### Directions for this task
The expected output is a verbatim reprint of the lines from the beginning of the data that follows through the line that contains "use tokio::sync::RwLock;".

### Supplied records

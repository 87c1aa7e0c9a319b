//! Reference implementation of the remote API.
//!
//! Keeps everything in memory and assigns sequential server ids starting at
//! 1. Used by `herd-server` and by the integration tests; not meant to hold
//! real data.

use axum::{
    extract::{Path, Request, State},
    http::{header, StatusCode},
    middleware::{self, Next},
    response::{IntoResponse, Response},
    routing::{get, put},
    Json, Router,
};
use serde::Serialize;
use std::collections::{BTreeMap, HashSet};
use std::sync::Arc;
use tokio::sync::RwLock;

use crate::api::{AnimalDto, ApiResponse, KpiDto, VaccineDto, VaccineTypeDto};
use crate::models::DashboardKpis;

#[derive(Debug, Default)]
struct Records {
    animals: BTreeMap<i64, AnimalDto>,
    vaccines: BTreeMap<i64, VaccineDto>,
    vaccine_types: Vec<VaccineTypeDto>,
    last_animal_id: i64,
    last_vaccine_id: i64,
}

/// Shared state behind the router.
#[derive(Clone, Default)]
pub struct ServerState {
    records: Arc<RwLock<Records>>,
    token: Option<Arc<str>>,
}

impl ServerState {
    /// When `token` is set, every `/api` route requires it as a bearer token.
    pub fn new(token: Option<String>) -> Self {
        Self {
            records: Arc::default(),
            token: token.map(Arc::from),
        }
    }
}

type Reply<T> = (StatusCode, Json<ApiResponse<T>>);

fn ok<T>(data: T) -> Reply<T> {
    (StatusCode::OK, Json(ApiResponse::ok(data)))
}

fn created<T>(data: T) -> Reply<T> {
    (StatusCode::CREATED, Json(ApiResponse::ok(data)))
}

fn fail<T>(status: StatusCode, message: impl Into<String>) -> Reply<T> {
    (status, Json(ApiResponse::error(message)))
}

async fn auth_middleware(State(state): State<ServerState>, request: Request, next: Next) -> Response {
    let Some(expected) = state.token.as_deref() else {
        return next.run(request).await;
    };

    let provided = request
        .headers()
        .get(header::AUTHORIZATION)
        .and_then(|h| h.to_str().ok())
        .and_then(|h| h.strip_prefix("Bearer "));

    match provided {
        Some(token) if token == expected => next.run(request).await,
        Some(_) => fail::<()>(StatusCode::UNAUTHORIZED, "Invalid token").into_response(),
        None => fail::<()>(StatusCode::UNAUTHORIZED, "Authorization header required").into_response(),
    }
}

#[derive(Serialize)]
struct HealthResponse {
    status: &'static str,
    version: &'static str,
}

async fn health() -> Json<HealthResponse> {
    Json(HealthResponse {
        status: "ok",
        version: env!("CARGO_PKG_VERSION"),
    })
}

async fn list_animals(State(state): State<ServerState>) -> Reply<Vec<AnimalDto>> {
    let records = state.records.read().await;
    ok(records.animals.values().cloned().collect())
}

async fn create_animal(
    State(state): State<ServerState>,
    Json(mut animal): Json<AnimalDto>,
) -> Reply<AnimalDto> {
    if animal.tag.trim().is_empty() {
        return fail(StatusCode::UNPROCESSABLE_ENTITY, "tag is required");
    }
    let mut records = state.records.write().await;
    records.last_animal_id += 1;
    let id = records.last_animal_id;
    animal.id = Some(id);
    records.animals.insert(id, animal.clone());
    tracing::debug!(id, tag = %animal.tag, "Created animal");
    created(animal)
}

async fn update_animal(
    State(state): State<ServerState>,
    Path(id): Path<i64>,
    Json(mut animal): Json<AnimalDto>,
) -> Reply<AnimalDto> {
    let mut records = state.records.write().await;
    if !records.animals.contains_key(&id) {
        return fail(StatusCode::NOT_FOUND, format!("animal {} not found", id));
    }
    animal.id = Some(id);
    records.animals.insert(id, animal.clone());
    ok(animal)
}

async fn list_vaccines(State(state): State<ServerState>) -> Reply<Vec<VaccineDto>> {
    let records = state.records.read().await;
    ok(records.vaccines.values().cloned().collect())
}

async fn create_vaccine(
    State(state): State<ServerState>,
    Json(mut vaccine): Json<VaccineDto>,
) -> Reply<VaccineDto> {
    let mut records = state.records.write().await;
    if !records.animals.contains_key(&vaccine.animal_id) {
        return fail(
            StatusCode::UNPROCESSABLE_ENTITY,
            format!("animal {} not found", vaccine.animal_id),
        );
    }
    records.last_vaccine_id += 1;
    let id = records.last_vaccine_id;
    vaccine.id = Some(id);
    records.vaccines.insert(id, vaccine.clone());
    created(vaccine)
}

async fn update_vaccine(
    State(state): State<ServerState>,
    Path(id): Path<i64>,
    Json(mut vaccine): Json<VaccineDto>,
) -> Reply<VaccineDto> {
    let mut records = state.records.write().await;
    if !records.vaccines.contains_key(&id) {
        return fail(StatusCode::NOT_FOUND, format!("vaccine {} not found", id));
    }
    vaccine.id = Some(id);
    records.vaccines.insert(id, vaccine.clone());
    ok(vaccine)
}

async fn kpis(State(state): State<ServerState>) -> Reply<KpiDto> {
    let records = state.records.read().await;
    let kpis = DashboardKpis::tally(
        records
            .animals
            .values()
            .filter(|a| a.active)
            .map(|a| (a.sex, a.weight_kg, a.health_status)),
    );
    ok(KpiDto::from(&kpis))
}

async fn list_vaccine_types(State(state): State<ServerState>) -> Reply<Vec<VaccineTypeDto>> {
    let records = state.records.read().await;
    ok(records.vaccine_types.clone())
}

/// Replaces the catalog, dropping blanks and case-insensitive duplicates.
async fn replace_vaccine_types(
    State(state): State<ServerState>,
    Json(types): Json<Vec<VaccineTypeDto>>,
) -> Reply<Vec<VaccineTypeDto>> {
    let mut seen = HashSet::new();
    let catalog: Vec<VaccineTypeDto> = types
        .into_iter()
        .map(|t| VaccineTypeDto {
            name: t.name.trim().to_string(),
        })
        .filter(|t| !t.name.is_empty() && seen.insert(t.name.to_lowercase()))
        .collect();

    let mut records = state.records.write().await;
    records.vaccine_types = catalog.clone();
    ok(catalog)
}

pub fn router(state: ServerState) -> Router {
    let api = Router::new()
        .route("/api/animals", get(list_animals).post(create_animal))
        .route("/api/animals/{id}", put(update_animal))
        .route("/api/vaccines", get(list_vaccines).post(create_vaccine))
        .route("/api/vaccines/{id}", put(update_vaccine))
        .route("/api/dashboard/kpis", get(kpis))
        .route(
            "/api/vaccine-types",
            get(list_vaccine_types).put(replace_vaccine_types),
        )
        .layer(middleware::from_fn_with_state(state.clone(), auth_middleware));

    Router::new()
        .route("/health", get(health))
        .merge(api)
        .with_state(state)
}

### Result of this exercise
repository 87c1aa7e0c9a319b
//! Reference implementation of the remote API.
//!
//! Keeps everything in memory and assigns sequential server ids starting at
//! 1. Used by `herd-server` and by the integration tests; not meant to hold
//! real data.

use axum::{
    extract::{Path, Request, State},
    http::{header, StatusCode},
    middleware::{self, Next},
    response::{IntoResponse, Response},
    routing::{get, put},
    Json, Router,
};
use serde::Serialize;
use std::collections::{BTreeMap, HashSet};
use std::sync::Arc;
use tokio::sync::RwLock;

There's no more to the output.